**SOURCE INFORMATION:**
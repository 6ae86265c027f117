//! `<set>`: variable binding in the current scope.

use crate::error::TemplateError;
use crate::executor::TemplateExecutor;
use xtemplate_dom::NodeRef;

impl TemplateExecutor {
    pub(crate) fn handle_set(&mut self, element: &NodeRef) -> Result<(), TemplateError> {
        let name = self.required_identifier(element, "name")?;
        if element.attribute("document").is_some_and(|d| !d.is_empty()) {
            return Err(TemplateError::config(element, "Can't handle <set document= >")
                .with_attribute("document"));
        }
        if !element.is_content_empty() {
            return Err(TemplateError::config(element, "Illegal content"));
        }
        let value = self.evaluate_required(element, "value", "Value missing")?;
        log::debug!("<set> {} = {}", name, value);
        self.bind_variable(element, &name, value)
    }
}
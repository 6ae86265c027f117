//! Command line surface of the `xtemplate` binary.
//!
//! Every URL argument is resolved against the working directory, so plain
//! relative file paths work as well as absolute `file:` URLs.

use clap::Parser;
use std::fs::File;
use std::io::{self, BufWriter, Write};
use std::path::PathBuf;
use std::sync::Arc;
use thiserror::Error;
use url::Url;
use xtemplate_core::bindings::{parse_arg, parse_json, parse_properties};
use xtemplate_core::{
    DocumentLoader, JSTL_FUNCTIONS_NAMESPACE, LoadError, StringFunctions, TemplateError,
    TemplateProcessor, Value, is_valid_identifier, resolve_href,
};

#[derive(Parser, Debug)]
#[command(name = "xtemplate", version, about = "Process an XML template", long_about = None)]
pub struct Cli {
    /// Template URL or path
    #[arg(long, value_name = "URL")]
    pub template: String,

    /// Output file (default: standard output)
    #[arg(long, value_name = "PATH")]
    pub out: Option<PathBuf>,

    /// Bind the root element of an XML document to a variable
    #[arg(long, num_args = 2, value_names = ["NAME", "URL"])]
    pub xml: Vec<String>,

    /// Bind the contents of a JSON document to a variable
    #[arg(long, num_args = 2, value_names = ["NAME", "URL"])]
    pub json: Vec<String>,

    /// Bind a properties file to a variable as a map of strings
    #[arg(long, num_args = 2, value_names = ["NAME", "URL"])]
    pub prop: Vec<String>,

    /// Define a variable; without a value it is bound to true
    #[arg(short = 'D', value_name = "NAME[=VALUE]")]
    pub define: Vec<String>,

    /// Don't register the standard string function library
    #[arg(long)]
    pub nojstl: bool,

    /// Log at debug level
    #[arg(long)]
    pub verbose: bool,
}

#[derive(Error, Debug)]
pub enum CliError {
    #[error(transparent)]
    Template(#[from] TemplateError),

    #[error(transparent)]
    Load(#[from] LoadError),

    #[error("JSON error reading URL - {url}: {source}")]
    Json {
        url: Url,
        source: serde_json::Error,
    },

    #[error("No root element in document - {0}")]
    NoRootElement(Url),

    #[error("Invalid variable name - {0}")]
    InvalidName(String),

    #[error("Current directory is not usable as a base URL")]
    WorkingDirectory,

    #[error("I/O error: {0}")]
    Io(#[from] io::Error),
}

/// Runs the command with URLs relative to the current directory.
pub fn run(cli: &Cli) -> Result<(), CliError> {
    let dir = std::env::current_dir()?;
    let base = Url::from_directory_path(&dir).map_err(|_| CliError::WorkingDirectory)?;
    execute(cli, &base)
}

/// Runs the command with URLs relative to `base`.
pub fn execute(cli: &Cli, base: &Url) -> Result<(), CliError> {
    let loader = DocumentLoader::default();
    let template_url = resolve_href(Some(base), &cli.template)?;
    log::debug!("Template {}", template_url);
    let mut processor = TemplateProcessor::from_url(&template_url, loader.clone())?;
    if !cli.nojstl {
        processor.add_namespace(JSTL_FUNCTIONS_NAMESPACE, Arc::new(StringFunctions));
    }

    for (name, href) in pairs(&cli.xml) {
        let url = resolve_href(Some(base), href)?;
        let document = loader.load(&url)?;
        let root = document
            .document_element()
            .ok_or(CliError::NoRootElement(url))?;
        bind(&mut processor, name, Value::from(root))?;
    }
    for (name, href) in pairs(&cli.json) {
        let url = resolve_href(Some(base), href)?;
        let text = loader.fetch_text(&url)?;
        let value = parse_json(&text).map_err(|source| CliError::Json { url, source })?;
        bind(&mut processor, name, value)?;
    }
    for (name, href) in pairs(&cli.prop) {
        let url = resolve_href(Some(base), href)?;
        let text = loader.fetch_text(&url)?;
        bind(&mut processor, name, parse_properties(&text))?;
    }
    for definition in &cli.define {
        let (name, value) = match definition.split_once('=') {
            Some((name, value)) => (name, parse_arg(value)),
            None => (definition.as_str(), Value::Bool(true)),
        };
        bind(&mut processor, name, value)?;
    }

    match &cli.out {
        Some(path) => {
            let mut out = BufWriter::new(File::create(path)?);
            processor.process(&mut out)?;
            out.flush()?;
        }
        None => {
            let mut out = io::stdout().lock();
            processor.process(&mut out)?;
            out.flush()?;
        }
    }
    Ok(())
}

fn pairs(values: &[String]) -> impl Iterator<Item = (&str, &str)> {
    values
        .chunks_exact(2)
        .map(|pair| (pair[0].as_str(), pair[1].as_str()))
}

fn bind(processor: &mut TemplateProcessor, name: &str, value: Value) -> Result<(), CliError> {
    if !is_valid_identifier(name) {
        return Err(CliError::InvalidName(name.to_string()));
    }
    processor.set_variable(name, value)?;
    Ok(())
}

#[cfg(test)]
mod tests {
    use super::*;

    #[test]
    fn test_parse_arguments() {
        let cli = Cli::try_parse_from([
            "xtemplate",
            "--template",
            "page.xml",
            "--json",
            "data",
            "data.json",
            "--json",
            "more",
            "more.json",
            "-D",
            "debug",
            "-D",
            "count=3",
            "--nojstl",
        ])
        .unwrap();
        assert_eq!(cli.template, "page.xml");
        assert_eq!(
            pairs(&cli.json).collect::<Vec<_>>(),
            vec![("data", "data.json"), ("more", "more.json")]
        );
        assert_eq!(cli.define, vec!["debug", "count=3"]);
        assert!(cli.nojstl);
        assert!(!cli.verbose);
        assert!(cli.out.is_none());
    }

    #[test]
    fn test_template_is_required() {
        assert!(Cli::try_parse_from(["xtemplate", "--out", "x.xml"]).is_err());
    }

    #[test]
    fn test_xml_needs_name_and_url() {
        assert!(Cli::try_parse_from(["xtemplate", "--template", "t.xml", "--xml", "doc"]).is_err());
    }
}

**EXERCISE REQUIREMENTS:** Render the whole set of entries again, exactly as given.

**EXPECTED ANSWER:**
repository 6ae86265c027f117
//! `<set>`: variable binding in the current scope.

use crate::error::TemplateError;
use crate::executor::TemplateExecutor;
use xtemplate_dom::NodeRef;

impl TemplateExecutor {
    pub(crate) fn handle_set(&mut self, element: &NodeRef) -> Result<(), TemplateError> {
        let name = self.required_identifier(element, "name")?;
        if element.attribute("document").is_some_and(|d| !d.is_empty()) {
            return Err(TemplateError::config(element, "Can't handle <set document= >")
                .with_attribute("document"));
        }
        if !element.is_content_empty() {
            return Err(TemplateError::config(element, "Illegal content"));
        }
        let value = self.evaluate_required(element, "value", "Value missing")?;
        log::debug!("<set> {} = {}", name, value);
        self.bind_variable(element, &name, value)
    }
}
repository 6ae86265c027f117
//! Command line surface of the `xtemplate` binary.
//!
//! Every URL argument is resolved against the working directory, so plain
//! relative file paths work as well as absolute `file:` URLs.

use clap::Parser;
use std::fs::File;
use std::io::{self, BufWriter, Write};
use std::path::PathBuf;
use std::sync::Arc;
use thiserror::Error;
use url::Url;
use xtemplate_core::bindings::{parse_arg, parse_json, parse_properties};
use xtemplate_core::{
    DocumentLoader, JSTL_FUNCTIONS_NAMESPACE, LoadError, StringFunctions, TemplateError,
    TemplateProcessor, Value, is_valid_identifier, resolve_href,
};

#[derive(Parser, Debug)]
#[command(name = "xtemplate", version, about = "Process an XML template", long_about = None)]
pub struct Cli {
    /// Template URL or path
    #[arg(long, value_name = "URL")]
    pub template: String,

    /// Output file (default: standard output)
    #[arg(long, value_name = "PATH")]
    pub out: Option<PathBuf>,

    /// Bind the root element of an XML document to a variable
    #[arg(long, num_args = 2, value_names = ["NAME", "URL"])]
    pub xml: Vec<String>,

    /// Bind the contents of a JSON document to a variable
    #[arg(long, num_args = 2, value_names = ["NAME", "URL"])]
    pub json: Vec<String>,

    /// Bind a properties file to a variable as a map of strings
    #[arg(long, num_args = 2, value_names = ["NAME", "URL"])]
    pub prop: Vec<String>,

    /// Define a variable; without a value it is bound to true
    #[arg(short = 'D', value_name = "NAME[=VALUE]")]
    pub define: Vec<String>,

    /// Don't register the standard string function library
    #[arg(long)]
    pub nojstl: bool,

    /// Log at debug level
    #[arg(long)]
    pub verbose: bool,
}

#[derive(Error, Debug)]
pub enum CliError {
    #[error(transparent)]
    Template(#[from] TemplateError),

    #[error(transparent)]
    Load(#[from] LoadError),

    #[error("JSON error reading URL - {url}: {source}")]
    Json {
        url: Url,
        source: serde_json::Error,
    },

    #[error("No root element in document - {0}")]
    NoRootElement(Url),

    #[error("Invalid variable name - {0}")]
    InvalidName(String),

    #[error("Current directory is not usable as a base URL")]
    WorkingDirectory,

    #[error("I/O error: {0}")]
    Io(#[from] io::Error),
}

/// Runs the command with URLs relative to the current directory.
pub fn run(cli: &Cli) -> Result<(), CliError> {
    let dir = std::env::current_dir()?;
    let base = Url::from_directory_path(&dir).map_err(|_| CliError::WorkingDirectory)?;
    execute(cli, &base)
}

/// Runs the command with URLs relative to `base`.
pub fn execute(cli: &Cli, base: &Url) -> Result<(), CliError> {
    let loader = DocumentLoader::default();
    let template_url = resolve_href(Some(base), &cli.template)?;
    log::debug!("Template {}", template_url);
    let mut processor = TemplateProcessor::from_url(&template_url, loader.clone())?;
    if !cli.nojstl {
        processor.add_namespace(JSTL_FUNCTIONS_NAMESPACE, Arc::new(StringFunctions));
    }

    for (name, href) in pairs(&cli.xml) {
        let url = resolve_href(Some(base), href)?;
        let document = loader.load(&url)?;
        let root = document
            .document_element()
            .ok_or(CliError::NoRootElement(url))?;
        bind(&mut processor, name, Value::from(root))?;
    }
    for (name, href) in pairs(&cli.json) {
        let url = resolve_href(Some(base), href)?;
        let text = loader.fetch_text(&url)?;
        let value = parse_json(&text).map_err(|source| CliError::Json { url, source })?;
        bind(&mut processor, name, value)?;
    }
    for (name, href) in pairs(&cli.prop) {
        let url = resolve_href(Some(base), href)?;
        let text = loader.fetch_text(&url)?;
        bind(&mut processor, name, parse_properties(&text))?;
    }
    for definition in &cli.define {
        let (name, value) = match definition.split_once('=') {
            Some((name, value)) => (name, parse_arg(value)),
            None => (definition.as_str(), Value::Bool(true)),
        };
        bind(&mut processor, name, value)?;
    }

    match &cli.out {
        Some(path) => {
            let mut out = BufWriter::new(File::create(path)?);
            processor.process(&mut out)?;
            out.flush()?;
        }
        None => {
            let mut out = io::stdout().lock();
            processor.process(&mut out)?;
            out.flush()?;
        }
    }
    Ok(())
}

fn pairs(values: &[String]) -> impl Iterator<Item = (&str, &str)> {
    values
        .chunks_exact(2)
        .map(|pair| (pair[0].as_str(), pair[1].as_str()))
}

fn bind(processor: &mut TemplateProcessor, name: &str, value: Value) -> Result<(), CliError> {
    if !is_valid_identifier(name) {
        return Err(CliError::InvalidName(name.to_string()));
    }
    processor.set_variable(name, value)?;
    Ok(())
}

#[cfg(test)]
mod tests {
    use super::*;

    #[test]
    fn test_parse_arguments() {
        let cli = Cli::try_parse_from([
            "xtemplate",
            "--template",
            "page.xml",
            "--json",
            "data",
            "data.json",
            "--json",
            "more",
            "more.json",
            "-D",
            "debug",
            "-D",
            "count=3",
            "--nojstl",
        ])
        .unwrap();
        assert_eq!(cli.template, "page.xml");
        assert_eq!(
            pairs(&cli.json).collect::<Vec<_>>(),
            vec![("data", "data.json"), ("more", "more.json")]
        );
        assert_eq!(cli.define, vec!["debug", "count=3"]);
        assert!(cli.nojstl);
        assert!(!cli.verbose);
        assert!(cli.out.is_none());
    }

    #[test]
    fn test_template_is_required() {
        assert!(Cli::try_parse_from(["xtemplate", "--out", "x.xml"]).is_err());
    }

    #[test]
    fn test_xml_needs_name_and_url() {
        assert!(Cli::try_parse_from(["xtemplate", "--template", "t.xml", "--xml", "doc"]).is_err());
    }
}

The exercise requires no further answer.